Uncontrolled bleeding of the mouth and/or gums is a serious issue. To slow or stop bleeding, we recommend the use of either sterile gauze or a tea bag. Biting down on a moistened tea bag will often stop bleeding when a sterile gauze is ineffective.

Most toothaches can wait for treatment and do not require emergency care. If you experience one or more of the following - you may need emergency care:
  • Severe, persistent pain
  • Swelling
  • Bumps on gums
  • High fever
Pain Relief
The following may be used to alleviate pain:
    Warm Salt Water
    Dissolve 1/2 teaspoon of salt with 8 ounces of warm water. Swish the mixture in your mouth and spit out - DO NOT SWALLOW!
    Floss or toothpick
    Food particles, popcorn kernels, and even floss stuck between teeth can cause discomfort. You can often remove these irritants on your own with floss or a toothpick.
    Ice pack / Cold Compress
    Like many types of muscular pain and injuries, an ice pack or ice wrapped in a cloth applied intermittantly to the area (15 minutes on / 15 minutes off) can relieve pain and swelling.

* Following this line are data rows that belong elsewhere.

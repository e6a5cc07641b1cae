//! Basis-point arithmetic and split validation.

use crate::{DistributionSplit, Error};

/// 100% in basis points.
pub const BASIS_POINTS: u32 = 10_000;

/// Rejects rates above 100%.
pub fn check_rate(bps: u32) -> Result<u32, Error> {
    if bps > BASIS_POINTS {
        return Err(Error::OutOfRange);
    }
    Ok(bps)
}

/// `floor(amount * bps / 10000)` without forming the full product.
///
/// Writing `amount = q * 10000 + r` gives `q * bps + floor(r * bps / 10000)`:
/// the first term is bounded by `amount` and the second by `10000`, so the
/// result is exact for every non-negative `i128`.
pub fn apply_bps(amount: i128, bps: u32) -> Result<i128, Error> {
    if amount < 0 {
        return Err(Error::InvalidAmount);
    }
    let bps = check_rate(bps)? as i128;
    if amount == 0 || bps == 0 {
        return Ok(0);
    }
    let base = BASIS_POINTS as i128;
    let whole = (amount / base)
        .checked_mul(bps)
        .ok_or(Error::ArithmeticOverflow)?;
    let part = (amount % base) * bps / base;
    whole.checked_add(part).ok_or(Error::ArithmeticOverflow)
}

/// The single validator behind every percentage-pair setter. Either both
/// shares are accepted or neither is.
pub fn validated_split(treasury_share: u32, reward_share: u32) -> Result<DistributionSplit, Error> {
    let total = treasury_share
        .checked_add(reward_share)
        .ok_or(Error::InvalidSplit)?;
    if total != BASIS_POINTS {
        return Err(Error::InvalidSplit);
    }
    Ok(DistributionSplit {
        treasury_share,
        reward_share,
    })
}

/// Split a fee into `(treasury_fee, reward_fee)`. The reward side takes the
/// remainder so the two parts always add back to `fee`.
pub fn split_fee(fee: i128, split: &DistributionSplit) -> Result<(i128, i128), Error> {
    let treasury_fee = apply_bps(fee, split.treasury_share)?;
    let reward_fee = fee
        .checked_sub(treasury_fee)
        .ok_or(Error::ArithmeticOverflow)?;
    Ok((treasury_fee, reward_fee))
}
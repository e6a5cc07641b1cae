use soroban_sdk::{contracttype, Address, Env, String};

use crate::Error;

/// Strkey of the all-zero ed25519 account, used as the null account.
pub const ZERO_ACCOUNT: &str = "GAAAAAAAAAAAAAAAAAAAAAAAAAAAAAAAAAAAAAAAAAAAAAAAAAAAAWHF";

/// Value-changing operations that carry a fee.
#[contracttype]
#[derive(Clone, Copy, Debug, Eq, PartialEq)]
pub enum OperationType {
    Invest = 0,
    Divest = 1,
    /// Ragequit: leaving a position before its term.
    EmergencyExit = 2,
}

/// Named permissions an account may hold.
#[contracttype]
#[derive(Clone, Copy, Debug, Eq, PartialEq)]
pub enum Capability {
    /// Grants and revokes every capability; runs admin setters.
    Admin = 0,
    /// Updates fee rates and the distribution split.
    ParameterSetter = 1,
    /// Deposits tagged as protocol fees in the treasury.
    FeeCollector = 2,
    /// Upstream business-logic contracts allowed to call `collect_fee`.
    AuthorizedCaller = 3,
    /// Protocol governance; the only capability that may withdraw from the treasury.
    Controller = 4,
    /// May increase, decrease and clear treasury allowances.
    FundManager = 5,
}

/// Treasury / reward-pool split in basis points. Always sums to 10000.
#[contracttype]
#[derive(Clone, Copy, Debug, Eq, PartialEq)]
pub struct DistributionSplit {
    pub treasury_share: u32,
    pub reward_share: u32,
}

/// Outcome of one optimized allowance update.
#[contracttype]
#[derive(Clone, Copy, Debug, Eq, PartialEq)]
pub struct ApprovalReport {
    /// Allowance read before the update.
    pub previous: i128,
    /// Allowance after the update.
    pub current: i128,
    /// Allowance writes actually performed (0, 1 or 2).
    pub writes: u32,
    /// Writes avoided compared to always resetting to zero first.
    pub writes_saved: u32,
}

/// The null account.
pub fn zero_address(e: &Env) -> Address {
    Address::from_string(&String::from_str(e, ZERO_ACCOUNT))
}

/// Rejects the null account with `ZeroAddress`.
pub fn require_non_zero(e: &Env, account: &Address) -> Result<(), Error> {
    if *account == zero_address(e) {
        return Err(Error::ZeroAddress);
    }
    Ok(())
}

    Heating Pad / Warm Compress
    Some types of tooth pain intensify with cold. In those cases, instead of ice - try using a heating pad to decrease the pain.
    OTC Pain Medication
    Tooth pain can normally be controlled with the same over the counter pain reliever that you would normally use when you have a headache, such as ibuprofen or acetaminophen. If you choose aspirin, swallow the tablet. Placing it directly on the tooth or gum is a folk remedy that can cause damage to the inside of your mouth.
Re-Cement Crown
Having a crown come off of your tooth can be less frustrating when you are able to temporarily fix the situation yourself. You may be on vacation, can't get immediate time off from work, or can't be worked into the schedule immediately. We typically recommend that you attempt to temporarily recement the tooth yourself to avoid shifting of your teeth and to protect the remaining tooth structure from damage or sensitivity.

You can purchase one of several temporary crown products from your local pharmacy or you can simply mix a paste of flour and water for a quick fix. Whatever you do - DO NOT USE SUPERGLUE or any other permanent adhesive!

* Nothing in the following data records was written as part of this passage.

#![no_std]

mod treasury;

pub use treasury::*;

#[cfg(test)]
mod test_allowance;
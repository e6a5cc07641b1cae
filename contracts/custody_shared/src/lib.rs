//! # Custody Shared
//!
//! Building blocks used by every contract of the custody engine: the error
//! taxonomy, the capability relation, the reentrancy guard, basis-point
//! arithmetic, the allowance optimizer and the cross-contract interfaces.

#![no_std]

pub mod access;
pub mod allowance;
pub mod bps;
pub mod error;
pub mod guard;
pub mod interfaces;
pub mod types;

pub use error::Error;
pub use types::{zero_address, ApprovalReport, Capability, DistributionSplit, OperationType};

#[cfg(test)]
mod test_access;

  • Inspect the inside of the crown and the remaining tooth structure (if possible). It is normal to see a small amount of old glue/cement inside the crown. The inside of the crown should resemble a cap that fits over the tooth structure (like a minature tooth). If there appears to be tooth structure inside the crown and not simply a coating of cement or if there does not appear to be any tooth structure remaining, it is likely that the crown will not stay on the tooth and you would risk losing or swallowing the crown. Do not try to replace the crown and call our office to schedule an appointment as soon as possible.
  • Before recementing the crown, test to see if the crown fits back on the tooth. If it sits unevenly, old glue or cement may be on either the tooth structure or the inside of the crown.

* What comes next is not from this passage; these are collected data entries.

//! Filterable, sortable row sets over resolved localities, independent of
//! any rendering layer.

use crate::model::ResolvedLocality;
use crate::text::{fold, fold_contains, natural_cmp, parse_flexible_number};
use serde::Serialize;
use std::cmp::Ordering;

// Primary unit types sort ahead of everything else in the baseline order.
const PRIMARY_TYPES: &[&str] = &["byt", "apartment"];
// Rows with a cancelled status sink to the end of the baseline order.
const CANCELLED_TERMS: &[&str] = &["zrus", "stornov", "cancel"];

/// Filter state the table UI drives.
#[derive(Debug, Clone, Default, PartialEq)]
pub struct TableFilter {
    pub search: Option<String>,
    pub status: Option<String>,
    pub price_order: Option<PriceOrder>,
}

#[derive(Debug, Clone, Copy, PartialEq, Eq)]
pub enum PriceOrder {
    Ascending,
    Descending,
}

/// One row of the locality table.
#[derive(Debug, Clone, Serialize)]
#[serde(rename_all = "camelCase")]
pub struct TableRow {
    pub locality_id: String,
    pub owner_project_id: String,
    pub owner_project_name: String,
    pub name: String,
    pub unit_type: String,
    pub designation: Option<String>,
    pub status_id: Option<String>,
    pub status_label: Option<String>,
    pub area: Option<String>,
    pub price: Option<String>,
    /// Tolerant numeric parse of `price`; `None` sorts last in either
    /// direction and renders as a placeholder.
    pub price_value: Option<f64>,
    pub rent: Option<String>,
    pub detail_url: Option<String>,
}

/// Project the resolved locality set into filtered, ordered table rows.
#[must_use]
pub fn project_rows(localities: &[ResolvedLocality], filter: &TableFilter) -> Vec<TableRow> {
    let mut rows: Vec<TableRow> = localities.iter().map(to_row).collect();

    // Baseline order: primary unit types first, then folded-name alphabet,
    // cancelled rows pushed to the end. This stays the secondary key under
    // the price sort.
    rows.sort_by(baseline_cmp);

    if let Some(term) = filter.search.as_deref().filter(|t| !t.trim().is_empty()) {
        rows.retain(|row| row_matches(row, term));
    }
    if let Some(status) = filter.status.as_deref() {
        rows.retain(|row| row.status_id.as_deref() == Some(status));
    }
    if let Some(order) = filter.price_order {
        rows.sort_by(|a, b| price_cmp(a, b, order));
    }

    rows
}

fn to_row(resolved: &ResolvedLocality) -> TableRow {
    let locality = &resolved.locality;
    TableRow {
        locality_id: locality.id.clone(),
        owner_project_id: resolved.owner_project_id.clone(),
        owner_project_name: resolved.owner_project_name.clone(),
        name: locality.name.clone(),
        unit_type: locality.unit_type.clone(),
        designation: locality.designation.clone(),
        status_id: locality.status_id.clone(),
        status_label: locality.status_label.clone(),
        area: locality.area.clone(),
        price: locality.price.clone(),
        price_value: locality.price.as_deref().and_then(parse_flexible_number),
        rent: locality.rent.clone(),
        detail_url: locality.detail_url.clone(),
    }
}

fn row_matches(row: &TableRow, term: &str) -> bool {
    fold_contains(&row.name, term)
        || row
            .status_label
            .as_deref()
            .is_some_and(|label| fold_contains(label, term))
        || row
            .designation
            .as_deref()
            .is_some_and(|designation| fold_contains(designation, term))
        || fold_contains(&row.unit_type, term)
}

fn baseline_cmp(a: &TableRow, b: &TableRow) -> Ordering {
    is_cancelled(a)
        .cmp(&is_cancelled(b))
        .then_with(|| is_primary(b).cmp(&is_primary(a)))
        .then_with(|| natural_cmp(&fold(&a.name), &fold(&b.name)))
        .then_with(|| natural_cmp(&a.locality_id, &b.locality_id))
}

fn is_primary(row: &TableRow) -> bool {
    let folded = fold(&row.unit_type);
    PRIMARY_TYPES.iter().any(|t| folded == *t)
}

fn is_cancelled(row: &TableRow) -> bool {
    let folded = row
        .status_label
        .as_deref()
        .or(row.status_id.as_deref())
        .map(fold)
        .unwrap_or_default();
    CANCELLED_TERMS.iter().any(|term| folded.contains(term))
}

// Unparsable prices sort last regardless of direction; equal or absent
// prices keep their prior relative order (the sort is stable).
fn price_cmp(a: &TableRow, b: &TableRow, order: PriceOrder) -> Ordering {
    match (a.price_value, b.price_value) {
        (Some(pa), Some(pb)) => {
            let ord = pa.partial_cmp(&pb).unwrap_or(Ordering::Equal);
            match order {
                PriceOrder::Ascending => ord,
                PriceOrder::Descending => ord.reverse(),
            }
        }
        (Some(_), None) => Ordering::Less,
        (None, Some(_)) => Ordering::Greater,
        (None, None) => Ordering::Equal,
    }
}

#[cfg(test)]
mod tests {
    use super::*;
    use crate::model::Locality;
    use pretty_assertions::assert_eq;

    fn resolved(id: &str, name: &str, unit_type: &str, status: Option<&str>, price: Option<&str>) -> ResolvedLocality {
        ResolvedLocality {
            owner_project_id: "p".into(),
            owner_project_name: "P".into(),
            locality: Locality {
                id: id.into(),
                name: name.into(),
                unit_type: unit_type.into(),
                status_id: status.map(String::from),
                status_label: None,
                area: None,
                price: price.map(String::from),
                rent: None,
                detail_url: None,
                designation: None,
            },
        }
    }

    fn names(rows: &[TableRow]) -> Vec<&str> {
        rows.iter().map(|r| r.name.as_str()).collect()
    }

    #[test]
    fn baseline_puts_primary_types_first_and_cancelled_last() {
        let localities = vec![
            resolved("1", "Garáž 1", "garaz", Some("available"), None),
            resolved("2", "Byt 10", "byt", Some("available"), None),
            resolved("3", "Byt 2", "byt", Some("zrušeno"), None),
            resolved("4", "Byt 1", "byt", Some("available"), None),
        ];
        let rows = project_rows(&localities, &TableFilter::default());
        assert_eq!(names(&rows), vec!["Byt 1", "Byt 10", "Garáž 1", "Byt 2"]);
    }

    #[test]
    fn search_is_diacritic_and_case_insensitive() {
        let localities = vec![
            resolved("1", "Garáž 1", "garaz", None, None),
            resolved("2", "Byt 1", "byt", None, None),
        ];
        let filter = TableFilter {
            search: Some("GARAZ".into()),
            ..TableFilter::default()
        };
        assert_eq!(names(&project_rows(&localities, &filter)), vec!["Garáž 1"]);
    }

    #[test]
    fn status_filter_is_exact_on_resolved_id() {
        let localities = vec![
            resolved("1", "Byt 1", "byt", Some("available"), None),
            resolved("2", "Byt 2", "byt", Some("sold"), None),
        ];
        let filter = TableFilter {
            status: Some("sold".into()),
            ..TableFilter::default()
        };
        assert_eq!(names(&project_rows(&localities, &filter)), vec!["Byt 2"]);
    }

    #[test]
    fn invalid_prices_sort_last_in_both_directions() {
        let localities = vec![
            resolved("1", "Byt 1", "byt", None, Some("3 200 000 Kč")),
            resolved("2", "Byt 2", "byt", None, Some("na vyžádání")),
            resolved("3", "Byt 3", "byt", None, Some("2 900 000 Kč")),
        ];

        let ascending = TableFilter {
            price_order: Some(PriceOrder::Ascending),
            ..TableFilter::default()
        };
        assert_eq!(
            names(&project_rows(&localities, &ascending)),
            vec!["Byt 3", "Byt 1", "Byt 2"]
        );

        let descending = TableFilter {
            price_order: Some(PriceOrder::Descending),
            ..TableFilter::default()
        };
        assert_eq!(
            names(&project_rows(&localities, &descending)),
            vec!["Byt 1", "Byt 3", "Byt 2"]
        );
    }

    #[test]
    fn equal_prices_keep_baseline_order() {
        let localities = vec![
            resolved("1", "Byt 2", "byt", None, Some("100")),
            resolved("2", "Byt 1", "byt", None, Some("100")),
        ];
        let filter = TableFilter {
            price_order: Some(PriceOrder::Ascending),
            ..TableFilter::default()
        };
        // Baseline (name) order survives the stable price sort.
        assert_eq!(names(&project_rows(&localities, &filter)), vec!["Byt 1", "Byt 2"]);
    }
}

  • Clean out the inside of the crown, removing any old glue/cement is stuck inside the crown in order to allow it to attach firmly.
  • Make sure the tooth is clean and dry. If possible, blow it dry. Moisture can prevent a strong adhesive bond.
  • If possible, for best results, recement the tooth at time when you will not be eating or talking. If you don't grind your teeth at night, just prior to bedtime can be a good time to recement the crown.

Call our office before attempting to recement your crown to make sure that it is appropriate. Read and follow any instructions for any temporary cement product. A higher risk of swallowing or aspirating (breathing in) a crown is associated with back and upper teeth since they are less likely to stay cemented properly. If you have any questions or concerns about re-cementing your crown, call our office to discuss other options.